[EXERCISE DESCRIPTION] Records follow. Pull out every line that contains "ApiResult".

[DATA RECORDS]
==========
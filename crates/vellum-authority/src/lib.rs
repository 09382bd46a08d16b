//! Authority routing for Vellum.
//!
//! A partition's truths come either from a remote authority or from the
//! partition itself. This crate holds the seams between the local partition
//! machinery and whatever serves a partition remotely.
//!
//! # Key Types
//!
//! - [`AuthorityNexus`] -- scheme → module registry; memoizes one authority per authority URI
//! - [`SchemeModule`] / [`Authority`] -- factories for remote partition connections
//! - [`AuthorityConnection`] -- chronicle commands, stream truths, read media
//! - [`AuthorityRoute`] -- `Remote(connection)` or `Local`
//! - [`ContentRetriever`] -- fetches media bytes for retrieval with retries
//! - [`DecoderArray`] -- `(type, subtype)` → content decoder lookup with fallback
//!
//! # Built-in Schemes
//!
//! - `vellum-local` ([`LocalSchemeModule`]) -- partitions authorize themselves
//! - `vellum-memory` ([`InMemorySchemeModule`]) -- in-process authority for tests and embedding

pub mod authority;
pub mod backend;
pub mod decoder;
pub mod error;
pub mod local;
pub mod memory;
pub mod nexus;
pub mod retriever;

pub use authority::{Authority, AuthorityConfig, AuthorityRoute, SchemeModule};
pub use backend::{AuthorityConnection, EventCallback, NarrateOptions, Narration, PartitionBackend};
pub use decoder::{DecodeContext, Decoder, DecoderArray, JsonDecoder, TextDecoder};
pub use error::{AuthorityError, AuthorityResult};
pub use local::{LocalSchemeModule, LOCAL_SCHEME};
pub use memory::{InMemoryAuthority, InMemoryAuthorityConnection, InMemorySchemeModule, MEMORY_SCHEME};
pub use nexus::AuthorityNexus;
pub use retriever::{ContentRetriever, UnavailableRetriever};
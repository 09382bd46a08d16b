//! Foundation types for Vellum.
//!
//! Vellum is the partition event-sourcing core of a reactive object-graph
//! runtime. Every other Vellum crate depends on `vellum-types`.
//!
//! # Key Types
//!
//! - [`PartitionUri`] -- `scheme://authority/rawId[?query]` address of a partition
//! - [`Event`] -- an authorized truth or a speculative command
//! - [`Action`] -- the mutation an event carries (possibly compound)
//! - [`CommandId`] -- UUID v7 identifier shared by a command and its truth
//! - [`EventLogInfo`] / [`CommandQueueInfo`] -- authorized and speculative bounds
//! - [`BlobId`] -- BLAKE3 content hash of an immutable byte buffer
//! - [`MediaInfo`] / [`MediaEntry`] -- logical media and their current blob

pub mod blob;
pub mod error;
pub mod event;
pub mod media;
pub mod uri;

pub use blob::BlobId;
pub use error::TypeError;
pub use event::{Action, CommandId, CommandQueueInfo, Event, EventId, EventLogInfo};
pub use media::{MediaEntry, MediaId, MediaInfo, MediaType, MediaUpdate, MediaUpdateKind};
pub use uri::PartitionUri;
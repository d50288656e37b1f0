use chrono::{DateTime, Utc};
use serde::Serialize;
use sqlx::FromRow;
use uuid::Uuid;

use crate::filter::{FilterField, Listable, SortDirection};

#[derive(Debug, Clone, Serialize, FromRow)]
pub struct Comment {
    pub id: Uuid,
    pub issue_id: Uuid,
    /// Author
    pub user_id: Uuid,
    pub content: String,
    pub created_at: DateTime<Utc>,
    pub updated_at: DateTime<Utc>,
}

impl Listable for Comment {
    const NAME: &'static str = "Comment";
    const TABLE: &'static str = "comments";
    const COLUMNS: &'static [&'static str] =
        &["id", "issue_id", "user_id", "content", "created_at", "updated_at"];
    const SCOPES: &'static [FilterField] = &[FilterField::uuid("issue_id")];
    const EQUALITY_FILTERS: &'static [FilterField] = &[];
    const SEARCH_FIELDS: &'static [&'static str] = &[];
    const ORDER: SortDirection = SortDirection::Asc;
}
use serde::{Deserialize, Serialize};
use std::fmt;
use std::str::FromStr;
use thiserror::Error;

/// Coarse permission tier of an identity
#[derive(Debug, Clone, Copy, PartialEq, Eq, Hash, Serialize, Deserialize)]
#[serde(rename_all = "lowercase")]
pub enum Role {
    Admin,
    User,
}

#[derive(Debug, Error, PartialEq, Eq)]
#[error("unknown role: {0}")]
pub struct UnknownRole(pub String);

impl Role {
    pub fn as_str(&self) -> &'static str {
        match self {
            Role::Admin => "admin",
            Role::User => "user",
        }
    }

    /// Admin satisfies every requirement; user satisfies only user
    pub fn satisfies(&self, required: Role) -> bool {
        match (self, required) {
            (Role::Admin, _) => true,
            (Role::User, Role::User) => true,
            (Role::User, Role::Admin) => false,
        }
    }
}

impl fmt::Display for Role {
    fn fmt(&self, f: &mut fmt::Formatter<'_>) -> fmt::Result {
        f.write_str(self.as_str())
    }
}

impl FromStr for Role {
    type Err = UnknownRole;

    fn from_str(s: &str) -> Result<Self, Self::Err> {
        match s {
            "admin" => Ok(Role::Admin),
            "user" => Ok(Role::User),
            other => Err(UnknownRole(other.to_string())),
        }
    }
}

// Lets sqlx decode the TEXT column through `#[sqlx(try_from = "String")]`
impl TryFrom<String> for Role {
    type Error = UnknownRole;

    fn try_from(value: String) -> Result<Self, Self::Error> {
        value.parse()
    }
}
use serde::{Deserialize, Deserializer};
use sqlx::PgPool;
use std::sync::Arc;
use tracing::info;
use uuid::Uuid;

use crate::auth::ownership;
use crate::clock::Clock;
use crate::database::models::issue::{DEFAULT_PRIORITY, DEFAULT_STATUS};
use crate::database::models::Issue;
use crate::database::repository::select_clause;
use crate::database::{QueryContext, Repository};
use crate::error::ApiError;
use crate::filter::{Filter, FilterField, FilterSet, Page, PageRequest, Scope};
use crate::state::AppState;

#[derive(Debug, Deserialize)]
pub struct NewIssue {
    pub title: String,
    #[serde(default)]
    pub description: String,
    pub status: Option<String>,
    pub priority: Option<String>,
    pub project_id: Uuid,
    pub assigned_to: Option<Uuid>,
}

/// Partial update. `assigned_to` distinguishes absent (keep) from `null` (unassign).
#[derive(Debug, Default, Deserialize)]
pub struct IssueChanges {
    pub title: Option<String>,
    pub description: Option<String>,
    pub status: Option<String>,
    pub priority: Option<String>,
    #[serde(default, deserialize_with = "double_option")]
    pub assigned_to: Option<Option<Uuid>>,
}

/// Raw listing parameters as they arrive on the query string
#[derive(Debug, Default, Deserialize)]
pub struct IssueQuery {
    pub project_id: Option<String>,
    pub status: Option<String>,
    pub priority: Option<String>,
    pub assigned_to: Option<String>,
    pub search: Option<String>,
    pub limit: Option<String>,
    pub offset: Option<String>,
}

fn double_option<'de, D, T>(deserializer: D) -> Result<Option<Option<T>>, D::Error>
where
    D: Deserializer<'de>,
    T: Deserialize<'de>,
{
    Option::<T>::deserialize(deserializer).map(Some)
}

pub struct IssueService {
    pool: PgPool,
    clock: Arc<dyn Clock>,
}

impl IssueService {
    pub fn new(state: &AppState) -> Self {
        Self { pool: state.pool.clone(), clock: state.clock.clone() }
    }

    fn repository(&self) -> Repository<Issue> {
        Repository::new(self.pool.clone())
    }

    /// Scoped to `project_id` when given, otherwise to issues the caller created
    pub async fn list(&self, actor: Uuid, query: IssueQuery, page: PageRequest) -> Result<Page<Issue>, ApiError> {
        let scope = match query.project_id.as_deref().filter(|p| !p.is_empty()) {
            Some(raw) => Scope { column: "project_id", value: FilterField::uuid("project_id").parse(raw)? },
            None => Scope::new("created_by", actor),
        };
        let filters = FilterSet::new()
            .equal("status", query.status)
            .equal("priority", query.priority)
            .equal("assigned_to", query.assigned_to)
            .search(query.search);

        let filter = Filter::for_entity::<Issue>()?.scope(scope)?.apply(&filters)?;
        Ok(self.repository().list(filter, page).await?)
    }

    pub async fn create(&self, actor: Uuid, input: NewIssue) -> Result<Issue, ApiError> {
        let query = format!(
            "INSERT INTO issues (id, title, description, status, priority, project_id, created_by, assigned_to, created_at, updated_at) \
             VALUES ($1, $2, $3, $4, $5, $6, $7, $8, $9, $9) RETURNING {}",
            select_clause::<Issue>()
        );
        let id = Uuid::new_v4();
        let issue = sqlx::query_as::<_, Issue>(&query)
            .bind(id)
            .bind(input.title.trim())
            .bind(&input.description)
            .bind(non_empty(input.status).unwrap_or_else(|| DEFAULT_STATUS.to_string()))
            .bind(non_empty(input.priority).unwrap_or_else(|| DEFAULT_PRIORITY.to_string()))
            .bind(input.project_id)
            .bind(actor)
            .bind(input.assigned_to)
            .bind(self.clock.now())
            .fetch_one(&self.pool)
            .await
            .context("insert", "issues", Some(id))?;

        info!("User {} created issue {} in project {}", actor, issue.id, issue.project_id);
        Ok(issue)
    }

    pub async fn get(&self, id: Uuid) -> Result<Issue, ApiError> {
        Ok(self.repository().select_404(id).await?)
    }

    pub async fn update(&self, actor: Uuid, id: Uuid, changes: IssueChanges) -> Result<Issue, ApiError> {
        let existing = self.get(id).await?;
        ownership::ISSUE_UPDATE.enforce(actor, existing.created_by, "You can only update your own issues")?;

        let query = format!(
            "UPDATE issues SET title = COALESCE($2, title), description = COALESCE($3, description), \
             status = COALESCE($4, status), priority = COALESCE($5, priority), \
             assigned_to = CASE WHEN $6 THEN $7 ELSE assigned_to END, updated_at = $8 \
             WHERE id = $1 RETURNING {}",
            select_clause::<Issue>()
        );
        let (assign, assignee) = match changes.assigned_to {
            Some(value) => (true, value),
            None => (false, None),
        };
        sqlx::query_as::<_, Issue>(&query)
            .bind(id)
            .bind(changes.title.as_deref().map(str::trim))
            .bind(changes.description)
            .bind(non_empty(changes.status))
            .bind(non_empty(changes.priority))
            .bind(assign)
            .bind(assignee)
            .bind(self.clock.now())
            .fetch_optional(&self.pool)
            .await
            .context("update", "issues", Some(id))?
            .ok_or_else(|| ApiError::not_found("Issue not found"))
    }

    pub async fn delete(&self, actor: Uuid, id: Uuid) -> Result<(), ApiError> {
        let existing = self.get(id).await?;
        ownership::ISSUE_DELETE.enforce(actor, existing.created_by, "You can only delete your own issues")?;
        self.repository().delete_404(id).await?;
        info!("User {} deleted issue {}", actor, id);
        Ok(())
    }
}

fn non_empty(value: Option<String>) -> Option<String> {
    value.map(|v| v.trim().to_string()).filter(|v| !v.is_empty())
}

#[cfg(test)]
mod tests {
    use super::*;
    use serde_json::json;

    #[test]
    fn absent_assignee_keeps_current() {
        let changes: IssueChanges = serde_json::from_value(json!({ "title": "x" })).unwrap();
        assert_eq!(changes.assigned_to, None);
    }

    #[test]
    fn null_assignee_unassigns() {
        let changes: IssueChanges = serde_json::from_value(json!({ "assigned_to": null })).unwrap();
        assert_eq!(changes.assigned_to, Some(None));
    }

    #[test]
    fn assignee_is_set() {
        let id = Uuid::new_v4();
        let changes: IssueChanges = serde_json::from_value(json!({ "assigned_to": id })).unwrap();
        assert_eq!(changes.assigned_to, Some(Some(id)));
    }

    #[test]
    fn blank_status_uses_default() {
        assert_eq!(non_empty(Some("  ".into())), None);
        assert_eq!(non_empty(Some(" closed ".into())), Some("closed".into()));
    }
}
==========
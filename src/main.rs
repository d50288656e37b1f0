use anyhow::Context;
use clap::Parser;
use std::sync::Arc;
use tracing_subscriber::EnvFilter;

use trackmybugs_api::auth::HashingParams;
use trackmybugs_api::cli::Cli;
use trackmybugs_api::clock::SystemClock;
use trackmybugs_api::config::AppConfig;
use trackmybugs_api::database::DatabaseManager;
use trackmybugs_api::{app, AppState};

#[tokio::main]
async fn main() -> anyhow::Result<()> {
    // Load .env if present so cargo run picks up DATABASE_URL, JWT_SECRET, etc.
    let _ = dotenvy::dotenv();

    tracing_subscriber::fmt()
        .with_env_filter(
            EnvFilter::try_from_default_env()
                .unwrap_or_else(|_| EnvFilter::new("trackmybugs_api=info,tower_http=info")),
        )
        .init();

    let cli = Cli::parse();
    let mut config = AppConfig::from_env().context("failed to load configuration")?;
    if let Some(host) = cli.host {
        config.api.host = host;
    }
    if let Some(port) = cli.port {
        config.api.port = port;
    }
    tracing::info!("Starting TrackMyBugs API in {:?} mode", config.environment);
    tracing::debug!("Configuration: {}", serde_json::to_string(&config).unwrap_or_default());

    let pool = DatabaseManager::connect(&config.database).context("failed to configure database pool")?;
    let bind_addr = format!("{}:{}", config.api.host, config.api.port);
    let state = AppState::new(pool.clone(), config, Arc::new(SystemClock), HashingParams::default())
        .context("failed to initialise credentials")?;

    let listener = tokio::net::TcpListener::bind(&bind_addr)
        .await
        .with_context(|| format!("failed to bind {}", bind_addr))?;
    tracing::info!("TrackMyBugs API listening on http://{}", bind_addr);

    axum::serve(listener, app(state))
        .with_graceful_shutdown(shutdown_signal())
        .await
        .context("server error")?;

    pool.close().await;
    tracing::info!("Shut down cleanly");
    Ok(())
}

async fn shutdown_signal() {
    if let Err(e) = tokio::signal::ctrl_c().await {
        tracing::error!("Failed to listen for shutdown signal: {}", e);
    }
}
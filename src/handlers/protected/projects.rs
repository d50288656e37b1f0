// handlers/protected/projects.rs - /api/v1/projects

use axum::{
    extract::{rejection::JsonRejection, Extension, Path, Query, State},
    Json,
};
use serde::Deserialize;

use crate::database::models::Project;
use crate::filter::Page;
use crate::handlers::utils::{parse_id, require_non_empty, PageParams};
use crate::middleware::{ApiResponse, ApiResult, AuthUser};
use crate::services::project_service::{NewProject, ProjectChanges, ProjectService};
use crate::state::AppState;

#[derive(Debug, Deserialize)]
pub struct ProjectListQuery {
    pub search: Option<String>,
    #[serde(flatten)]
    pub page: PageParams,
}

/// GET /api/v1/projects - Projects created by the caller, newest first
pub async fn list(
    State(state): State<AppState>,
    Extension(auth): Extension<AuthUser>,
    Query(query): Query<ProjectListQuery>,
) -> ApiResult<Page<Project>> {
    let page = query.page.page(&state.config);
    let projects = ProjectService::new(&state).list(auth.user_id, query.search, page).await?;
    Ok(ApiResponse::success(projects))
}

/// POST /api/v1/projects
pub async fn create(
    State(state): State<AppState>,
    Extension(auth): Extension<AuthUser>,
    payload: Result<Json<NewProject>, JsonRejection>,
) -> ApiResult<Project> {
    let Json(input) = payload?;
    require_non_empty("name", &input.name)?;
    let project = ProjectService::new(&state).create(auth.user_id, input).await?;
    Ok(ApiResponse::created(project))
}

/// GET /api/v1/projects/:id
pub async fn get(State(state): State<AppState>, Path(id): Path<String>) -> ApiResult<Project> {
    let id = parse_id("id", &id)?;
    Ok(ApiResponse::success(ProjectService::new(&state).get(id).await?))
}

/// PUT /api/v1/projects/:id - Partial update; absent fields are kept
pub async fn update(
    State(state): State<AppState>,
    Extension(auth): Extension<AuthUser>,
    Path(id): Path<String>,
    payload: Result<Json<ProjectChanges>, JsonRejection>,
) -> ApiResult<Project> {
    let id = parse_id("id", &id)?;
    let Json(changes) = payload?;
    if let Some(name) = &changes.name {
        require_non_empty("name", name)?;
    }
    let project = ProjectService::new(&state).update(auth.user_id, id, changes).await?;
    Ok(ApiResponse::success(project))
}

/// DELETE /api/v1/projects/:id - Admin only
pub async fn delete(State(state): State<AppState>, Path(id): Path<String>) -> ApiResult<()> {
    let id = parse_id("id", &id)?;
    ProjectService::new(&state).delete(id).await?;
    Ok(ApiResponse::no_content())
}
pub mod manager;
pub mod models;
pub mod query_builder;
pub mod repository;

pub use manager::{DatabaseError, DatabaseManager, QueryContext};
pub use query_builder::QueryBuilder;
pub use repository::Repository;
==========
[PROBLEM SOLUTION]
use crate::middleware::{ApiResponse, ApiResult, AuthUser};
) -> ApiResult<Page<Project>> {
) -> ApiResult<Project> {
pub async fn get(State(state): State<AppState>, Path(id): Path<String>) -> ApiResult<Project> {
) -> ApiResult<Project> {
pub async fn delete(State(state): State<AppState>, Path(id): Path<String>) -> ApiResult<()> {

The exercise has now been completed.